__Input material__.

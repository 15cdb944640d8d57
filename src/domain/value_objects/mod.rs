//! Value Objects for the storefront

use rust_decimal::{Decimal, RoundingStrategy};
use serde::{Deserialize, Serialize};
use std::fmt;

pub const CURRENCY_SYMBOL: &str = "৳";

/// Opaque product identifier issued by the catalog backend
#[derive(Clone, Debug, PartialEq, Eq, Hash, PartialOrd, Ord, Serialize, Deserialize)]
#[serde(transparent)]
pub struct ProductId(String);

impl ProductId {
    pub fn new(value: impl Into<String>) -> Self { Self(value.into()) }
    pub fn as_str(&self) -> &str { &self.0 }
}

impl fmt::Display for ProductId {
    fn fmt(&self, f: &mut fmt::Formatter<'_>) -> fmt::Result { f.write_str(&self.0) }
}

impl From<&str> for ProductId {
    fn from(value: &str) -> Self { Self::new(value) }
}

impl From<String> for ProductId {
    fn from(value: String) -> Self { Self(value) }
}

/// Money value object. Amounts are always taka.
#[derive(Clone, Copy, Debug, Default, PartialEq, Eq, PartialOrd, Ord, Serialize, Deserialize)]
#[serde(transparent)]
pub struct Money(Decimal);

impl Money {
    pub const ZERO: Money = Money(Decimal::ZERO);

    pub fn new(amount: Decimal) -> Self { Self(amount) }
    pub fn from_taka(taka: i64) -> Self { Self(Decimal::from(taka)) }
    pub fn amount(&self) -> Decimal { self.0 }

    // Arithmetic saturates at the Decimal bounds instead of panicking.
    pub fn add(&self, other: &Money) -> Money {
        Money(self.0.checked_add(other.0).unwrap_or_else(|| saturated(self.0.is_sign_negative() && other.0.is_sign_negative())))
    }

    pub fn multiply(&self, qty: u32) -> Money {
        Money(self.0.checked_mul(Decimal::from(qty)).unwrap_or_else(|| saturated(self.0.is_sign_negative())))
    }

    /// Renders the amount the way the storefront shows prices: `৳1,25,000.5`.
    /// Integer digits use en-BD (lakh/crore) grouping; fractions are rounded
    /// to two places with trailing zeros dropped.
    pub fn format(&self) -> String {
        let rounded = self
            .0
            .round_dp_with_strategy(2, RoundingStrategy::MidpointAwayFromZero)
            .normalize();
        let text = rounded.abs().to_string();
        let (int_part, frac_part) = match text.split_once('.') {
            Some((i, f)) => (i.to_string(), Some(f.to_string())),
            None => (text, None),
        };
        let mut out = String::from(CURRENCY_SYMBOL);
        if rounded.is_sign_negative() && !rounded.is_zero() {
            out.push('-');
        }
        out.push_str(&group_lakh(&int_part));
        if let Some(frac) = frac_part {
            out.push('.');
            out.push_str(&frac);
        }
        out
    }
}

impl fmt::Display for Money {
    fn fmt(&self, f: &mut fmt::Formatter<'_>) -> fmt::Result { f.write_str(&self.format()) }
}

impl std::iter::Sum for Money {
    fn sum<I: Iterator<Item = Money>>(iter: I) -> Self {
        iter.fold(Money::ZERO, |acc, m| acc.add(&m))
    }
}

fn saturated(negative: bool) -> Decimal {
    if negative { Decimal::MIN } else { Decimal::MAX }
}

fn group_lakh(digits: &str) -> String {
    if digits.len() <= 3 {
        return digits.to_string();
    }
    let (head, tail) = digits.split_at(digits.len() - 3);
    let mut groups: Vec<&str> = Vec::new();
    let mut rest = head;
    while rest.len() > 2 {
        let (a, b) = rest.split_at(rest.len() - 2);
        groups.push(b);
        rest = a;
    }
    if !rest.is_empty() {
        groups.push(rest);
    }
    groups.reverse();
    format!("{},{}", groups.join(","), tail)
}

/// Quantity of one product in a cart. Never below one.
#[derive(Clone, Copy, Debug, PartialEq, Eq, PartialOrd, Ord, Serialize, Deserialize)]
#[serde(try_from = "u32", into = "u32")]
pub struct Quantity(u32);

impl Quantity {
    pub const ONE: Quantity = Quantity(1);

    /// Returns `None` for zero or negative requests.
    pub fn new(value: i64) -> Option<Self> {
        u32::try_from(value).ok().filter(|v| *v >= 1).map(Self)
    }

    /// Like `new`, but anything below one becomes one.
    pub fn clamped(value: i64) -> Self {
        Self::new(value).unwrap_or(if value > 0 { Self(u32::MAX) } else { Self::ONE })
    }

    pub fn value(&self) -> u32 { self.0 }
    pub fn add(&self, other: Quantity) -> Self { Self(self.0.saturating_add(other.0)) }
}

impl Default for Quantity { fn default() -> Self { Self::ONE } }

impl TryFrom<u32> for Quantity {
    type Error = QuantityError;
    fn try_from(value: u32) -> Result<Self, Self::Error> {
        if value == 0 { Err(QuantityError::Zero) } else { Ok(Self(value)) }
    }
}

impl From<Quantity> for u32 {
    fn from(q: Quantity) -> Self { q.0 }
}

#[derive(Debug, Clone, PartialEq, Eq, thiserror::Error)]
pub enum QuantityError {
    #[error("quantity must be at least 1")]
    Zero,
}

/// Bangladeshi mobile number: `01`, an operator digit 3-9, then eight digits.
/// Whitespace is ignored.
pub fn is_bd_mobile(raw: &str) -> bool {
    let digits: String = raw.chars().filter(|c| !c.is_whitespace()).collect();
    let bytes = digits.as_bytes();
    bytes.len() == 11
        && bytes.iter().all(u8::is_ascii_digit)
        && bytes[0] == b'0'
        && bytes[1] == b'1'
        && (b'3'..=b'9').contains(&bytes[2])
}

#[cfg(test)]
mod tests {
    use super::*;

    #[test]
    fn test_money_format() {
        assert_eq!(Money::from_taka(0).format(), "৳0");
        assert_eq!(Money::from_taka(950).format(), "৳950");
        assert_eq!(Money::from_taka(1500).format(), "৳1,500");
        assert_eq!(Money::from_taka(125000).format(), "৳1,25,000");
        assert_eq!(Money::from_taka(12345678).format(), "৳1,23,45,678");
        assert_eq!(Money::new(Decimal::new(249950, 2)).format(), "৳2,499.5");
    }

    #[test]
    fn test_money_sum() {
        let total: Money = [Money::from_taka(100), Money::from_taka(50)].into_iter().sum();
        assert_eq!(total, Money::from_taka(150));
    }

    #[test]
    fn test_money_saturates_on_overflow() {
        let huge = Money::new(Decimal::from_i128_with_scale(10i128.pow(22), 0));
        assert_eq!(huge.multiply(10_000_000), Money::new(Decimal::MAX));
        assert_eq!(huge.multiply(10_000_000).add(&Money::from_taka(1)), Money::new(Decimal::MAX));
        assert_eq!(Money::new(Decimal::MIN).add(&Money::from_taka(-1)), Money::new(Decimal::MIN));
        assert!(!huge.multiply(u32::MAX).format().is_empty());
    }

    #[test]
    fn test_quantity_bounds() {
        assert_eq!(Quantity::new(0), None);
        assert_eq!(Quantity::new(-2), None);
        assert_eq!(Quantity::new(3).map(|q| q.value()), Some(3));
        assert_eq!(Quantity::clamped(0), Quantity::ONE);
        assert_eq!(Quantity::clamped(-7), Quantity::ONE);
        assert!(serde_json::from_str::<Quantity>("0").is_err());
    }

    #[test]
    fn test_bd_mobile() {
        assert!(is_bd_mobile("01712345678"));
        assert!(is_bd_mobile("017 1234 5678"));
        assert!(!is_bd_mobile("01212345678"));
        assert!(!is_bd_mobile("0171234567"));
        assert!(!is_bd_mobile("+8801712345678"));
    }
}
//! DocRelay Core Library
//!
//! This crate provides the domain models, error types, configuration, and upload validation
//! shared by every DocRelay component.

pub mod config;
pub mod constants;
pub mod error;
pub mod models;
pub mod validation;

// Re-export commonly used types
pub use config::{is_production_env, BaseConfig, Config, LogFormat};
pub use error::{AppError, ErrorMetadata, LogLevel};
pub use validation::ValidatedUpload;
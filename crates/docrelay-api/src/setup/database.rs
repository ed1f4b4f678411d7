//! Database setup and initialization

use anyhow::{Context, Result};
use docrelay_core::Config;
use sqlx::postgres::PgPoolOptions;
use sqlx::PgPool;
use std::time::Duration;

/// Setup database connection pool and run migrations
pub async fn setup_database(config: &Config) -> Result<PgPool> {
    tracing::info!("Connecting to database...");
    let pool = PgPoolOptions::new()
        .max_connections(config.db_max_connections())
        .acquire_timeout(Duration::from_secs(config.db_timeout_seconds()))
        .idle_timeout(Duration::from_secs(600))
        .max_lifetime(Duration::from_secs(1800))
        .connect(config.database_url())
        .await
        .context("Failed to connect to database")?;

    tracing::info!(
        max_connections = config.db_max_connections(),
        "Database connected successfully"
    );

    // Migrations are embedded at build time from the workspace migrations/ directory
    sqlx::migrate!("../../migrations")
        .run(&pool)
        .await
        .context("Failed to run database migrations")?;
    tracing::info!("Database migrations applied");

    Ok(pool)
}
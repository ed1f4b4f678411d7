//! Configuration module
//!
//! Configuration is read from the environment (after loading a `.env` file when present)
//! and validated once at startup. `Config::from_lookup` takes any key lookup so tests can
//! build configurations without touching the process environment.

use std::env;

use crate::constants::{
    DEFAULT_DOMAIN, DEFAULT_OCR_SERVICE_URL, DEFAULT_OCR_TIMEOUT_SECS, DEFAULT_PORT,
    KNOWN_DEFAULT_DB_PASSWORD,
};

const MAX_CONNECTIONS: u32 = 10;
const CONNECTION_TIMEOUT_SECS: u64 = 30;
const HTTP_CONCURRENCY_LIMIT: usize = 10_000;

/// Console log output format
#[derive(Clone, Copy, Debug, PartialEq, Eq)]
pub enum LogFormat {
    Compact,
    Json,
}

/// Server, database pool and runtime environment settings
#[derive(Clone, Debug)]
pub struct BaseConfig {
    pub server_port: u16,
    pub domain: String,
    pub cors_origins: Vec<String>,
    pub db_max_connections: u32,
    pub db_timeout_seconds: u64,
    pub http_concurrency_limit: usize,
    pub environment: String,
    pub log_format: LogFormat,
}

/// Application configuration
#[derive(Clone, Debug)]
pub struct Config {
    pub base: BaseConfig,
    pub database_url: String,
    pub postgres_password: Option<String>,
    pub ocr_service_url: String,
    pub ocr_timeout_seconds: u64,
}

fn is_production_name(environment: &str) -> bool {
    let environment = environment.to_lowercase();
    environment == "production" || environment == "prod"
}

fn environment_from<F>(lookup: &F) -> String
where
    F: Fn(&str) -> Option<String>,
{
    lookup("NODE_ENV")
        .or_else(|| lookup("ENVIRONMENT"))
        .or_else(|| lookup("APP_ENV"))
        .filter(|s| !s.trim().is_empty())
        .unwrap_or_else(|| "development".to_string())
}

/// Whether the process runs in production, read straight from the environment.
///
/// Used where no `Config` is reachable, e.g. when rendering an error response.
pub fn is_production_env() -> bool {
    is_production_name(&environment_from(&|key: &str| env::var(key).ok()))
}

impl Config {
    /// Load configuration from `.env` and the process environment, then validate it.
    pub fn from_env() -> Result<Self, anyhow::Error> {
        dotenvy::dotenv().ok();
        Self::from_lookup(|key| env::var(key).ok())
    }

    /// Build configuration from an arbitrary key lookup, then validate it.
    pub fn from_lookup<F>(lookup: F) -> Result<Self, anyhow::Error>
    where
        F: Fn(&str) -> Option<String>,
    {
        let environment = environment_from(&lookup);

        let cors_origins: Vec<String> = lookup("CORS_ORIGIN")
            .unwrap_or_else(|| "*".to_string())
            .split(',')
            .map(|s| s.trim().to_string())
            .filter(|s| !s.is_empty())
            .collect();

        let log_format = match lookup("LOG_FORMAT")
            .unwrap_or_default()
            .to_lowercase()
            .as_str()
        {
            "json" => LogFormat::Json,
            _ => LogFormat::Compact,
        };

        let base = BaseConfig {
            server_port: match lookup("PORT") {
                Some(port) => port
                    .trim()
                    .parse()
                    .map_err(|_| anyhow::anyhow!("PORT must be a valid number"))?,
                None => DEFAULT_PORT,
            },
            domain: lookup("DOMAIN")
                .filter(|s| !s.is_empty())
                .unwrap_or_else(|| DEFAULT_DOMAIN.to_string()),
            cors_origins,
            db_max_connections: lookup("DB_MAX_CONNECTIONS")
                .and_then(|s| s.parse().ok())
                .unwrap_or(MAX_CONNECTIONS),
            db_timeout_seconds: lookup("DB_TIMEOUT_SECONDS")
                .and_then(|s| s.parse().ok())
                .unwrap_or(CONNECTION_TIMEOUT_SECS),
            http_concurrency_limit: lookup("HTTP_CONCURRENCY_LIMIT")
                .and_then(|s| s.parse::<usize>().ok())
                .unwrap_or(HTTP_CONCURRENCY_LIMIT)
                .max(1),
            environment,
            log_format,
        };

        let config = Config {
            base,
            database_url: lookup("DATABASE_URL")
                .filter(|s| !s.is_empty())
                .ok_or_else(|| {
                    anyhow::anyhow!("Required environment variable missing: DATABASE_URL")
                })?,
            postgres_password: lookup("POSTGRES_PASSWORD").filter(|s| !s.is_empty()),
            ocr_service_url: lookup("OCR_SERVICE_URL")
                .filter(|s| !s.is_empty())
                .unwrap_or_else(|| DEFAULT_OCR_SERVICE_URL.to_string())
                .trim_end_matches('/')
                .to_string(),
            ocr_timeout_seconds: match lookup("OCR_TIMEOUT_SECONDS") {
                Some(secs) => secs
                    .trim()
                    .parse()
                    .map_err(|_| anyhow::anyhow!("OCR_TIMEOUT_SECONDS must be a valid number"))?,
                None => DEFAULT_OCR_TIMEOUT_SECS,
            },
        };

        config.validate()?;
        Ok(config)
    }

    pub fn validate(&self) -> Result<(), anyhow::Error> {
        if !(self.database_url.starts_with("postgres://")
            || self.database_url.starts_with("postgresql://"))
        {
            return Err(anyhow::anyhow!(
                "DATABASE_URL must be a valid PostgreSQL connection string"
            ));
        }

        if !(self.ocr_service_url.starts_with("http://")
            || self.ocr_service_url.starts_with("https://"))
        {
            return Err(anyhow::anyhow!(
                "OCR_SERVICE_URL must be an http(s) URL"
            ));
        }

        if self.ocr_timeout_seconds == 0 {
            return Err(anyhow::anyhow!("OCR_TIMEOUT_SECONDS cannot be 0"));
        }

        if self.is_production() {
            let password = self.postgres_password.as_deref().ok_or_else(|| {
                anyhow::anyhow!("Required environment variable missing: POSTGRES_PASSWORD")
            })?;

            let embedded_default = self
                .database_url
                .contains(&format!(":{}@", KNOWN_DEFAULT_DB_PASSWORD));
            if password == KNOWN_DEFAULT_DB_PASSWORD || embedded_default {
                return Err(anyhow::anyhow!(
                    "Using the default database password in production; set POSTGRES_PASSWORD to a strong password"
                ));
            }
        }

        Ok(())
    }

    /// Check if the application is running in production mode
    pub fn is_production(&self) -> bool {
        is_production_name(&self.base.environment)
    }

    pub fn server_port(&self) -> u16 {
        self.base.server_port
    }

    pub fn domain(&self) -> &str {
        &self.base.domain
    }

    pub fn cors_origins(&self) -> &[String] {
        &self.base.cors_origins
    }

    pub fn db_max_connections(&self) -> u32 {
        self.base.db_max_connections
    }

    pub fn db_timeout_seconds(&self) -> u64 {
        self.base.db_timeout_seconds
    }

    pub fn http_concurrency_limit(&self) -> usize {
        self.base.http_concurrency_limit
    }

    pub fn environment(&self) -> &str {
        &self.base.environment
    }

    pub fn log_format(&self) -> LogFormat {
        self.base.log_format
    }

    pub fn database_url(&self) -> &str {
        &self.database_url
    }

    pub fn ocr_service_url(&self) -> &str {
        &self.ocr_service_url
    }

    pub fn ocr_timeout_seconds(&self) -> u64 {
        self.ocr_timeout_seconds
    }
}

#[cfg(test)]
mod tests {
    use super::*;
    use std::collections::HashMap;

    fn lookup_from(pairs: &[(&str, &str)]) -> impl Fn(&str) -> Option<String> {
        let map: HashMap<String, String> = pairs
            .iter()
            .map(|(k, v)| (k.to_string(), v.to_string()))
            .collect();
        move |key| map.get(key).cloned()
    }

    const DB_URL: &str = "postgresql://bookai:secret@db:5432/bookai";

    #[test]
    fn test_defaults() {
        let config = Config::from_lookup(lookup_from(&[("DATABASE_URL", DB_URL)])).unwrap();
        assert_eq!(config.server_port(), 8080);
        assert_eq!(config.ocr_service_url(), "http://ocr:8000");
        assert_eq!(config.ocr_timeout_seconds(), 60);
        assert_eq!(config.cors_origins(), &["*".to_string()]);
        assert_eq!(config.environment(), "development");
        assert_eq!(config.http_concurrency_limit(), 10_000);
        assert_eq!(config.log_format(), LogFormat::Compact);
        assert!(!config.is_production());
    }

    #[test]
    fn test_database_url_required() {
        let err = Config::from_lookup(lookup_from(&[])).unwrap_err();
        assert!(err.to_string().contains("DATABASE_URL"));

        let err =
            Config::from_lookup(lookup_from(&[("DATABASE_URL", "mysql://x@y/z")])).unwrap_err();
        assert!(err.to_string().contains("PostgreSQL"));
    }

    #[test]
    fn test_overrides() {
        let config = Config::from_lookup(lookup_from(&[
            ("DATABASE_URL", DB_URL),
            ("PORT", "9090"),
            ("DOMAIN", "ocr.example.com"),
            ("OCR_SERVICE_URL", "http://ocr.internal:8000/"),
            ("OCR_TIMEOUT_SECONDS", "15"),
            ("CORS_ORIGIN", "https://a.example.com, https://b.example.com"),
            ("LOG_FORMAT", "JSON"),
        ]))
        .unwrap();
        assert_eq!(config.server_port(), 9090);
        assert_eq!(config.domain(), "ocr.example.com");
        assert_eq!(config.ocr_service_url(), "http://ocr.internal:8000");
        assert_eq!(config.ocr_timeout_seconds(), 15);
        assert_eq!(
            config.cors_origins(),
            &[
                "https://a.example.com".to_string(),
                "https://b.example.com".to_string()
            ]
        );
        assert_eq!(config.log_format(), LogFormat::Json);
    }

    #[test]
    fn test_invalid_port_is_rejected() {
        let err = Config::from_lookup(lookup_from(&[("DATABASE_URL", DB_URL), ("PORT", "http")]))
            .unwrap_err();
        assert!(err.to_string().contains("PORT"));
    }

    #[test]
    fn test_zero_ocr_timeout_is_rejected() {
        assert!(Config::from_lookup(lookup_from(&[
            ("DATABASE_URL", DB_URL),
            ("OCR_TIMEOUT_SECONDS", "0"),
        ]))
        .is_err());
    }

    #[test]
    fn test_production_requires_postgres_password() {
        let err = Config::from_lookup(lookup_from(&[
            ("DATABASE_URL", DB_URL),
            ("NODE_ENV", "production"),
        ]))
        .unwrap_err();
        assert!(err.to_string().contains("POSTGRES_PASSWORD"));
    }

    #[test]
    fn test_production_rejects_default_password() {
        let err = Config::from_lookup(lookup_from(&[
            ("DATABASE_URL", DB_URL),
            ("NODE_ENV", "production"),
            ("POSTGRES_PASSWORD", "bookai_password"),
        ]))
        .unwrap_err();
        assert!(err.to_string().contains("default database password"));

        let err = Config::from_lookup(lookup_from(&[
            (
                "DATABASE_URL",
                "postgresql://bookai:bookai_password@db:5432/bookai",
            ),
            ("ENVIRONMENT", "prod"),
            ("POSTGRES_PASSWORD", "something-else"),
        ]))
        .unwrap_err();
        assert!(err.to_string().contains("default database password"));
    }

    #[test]
    fn test_default_password_allowed_outside_production() {
        let config = Config::from_lookup(lookup_from(&[
            (
                "DATABASE_URL",
                "postgresql://bookai:bookai_password@db:5432/bookai",
            ),
            ("POSTGRES_PASSWORD", "bookai_password"),
        ]))
        .unwrap();
        assert!(!config.is_production());
    }

    #[test]
    fn test_production_with_strong_password() {
        let config = Config::from_lookup(lookup_from(&[
            ("DATABASE_URL", DB_URL),
            ("NODE_ENV", "Production"),
            ("POSTGRES_PASSWORD", "secret"),
        ]))
        .unwrap();
        assert!(config.is_production());
    }
}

__What you should do__.
Across the material, report every line that has the word "HashMap".

__Result of the exercise__.
    use std::collections::HashMap;
        let map: HashMap<String, String> = pairs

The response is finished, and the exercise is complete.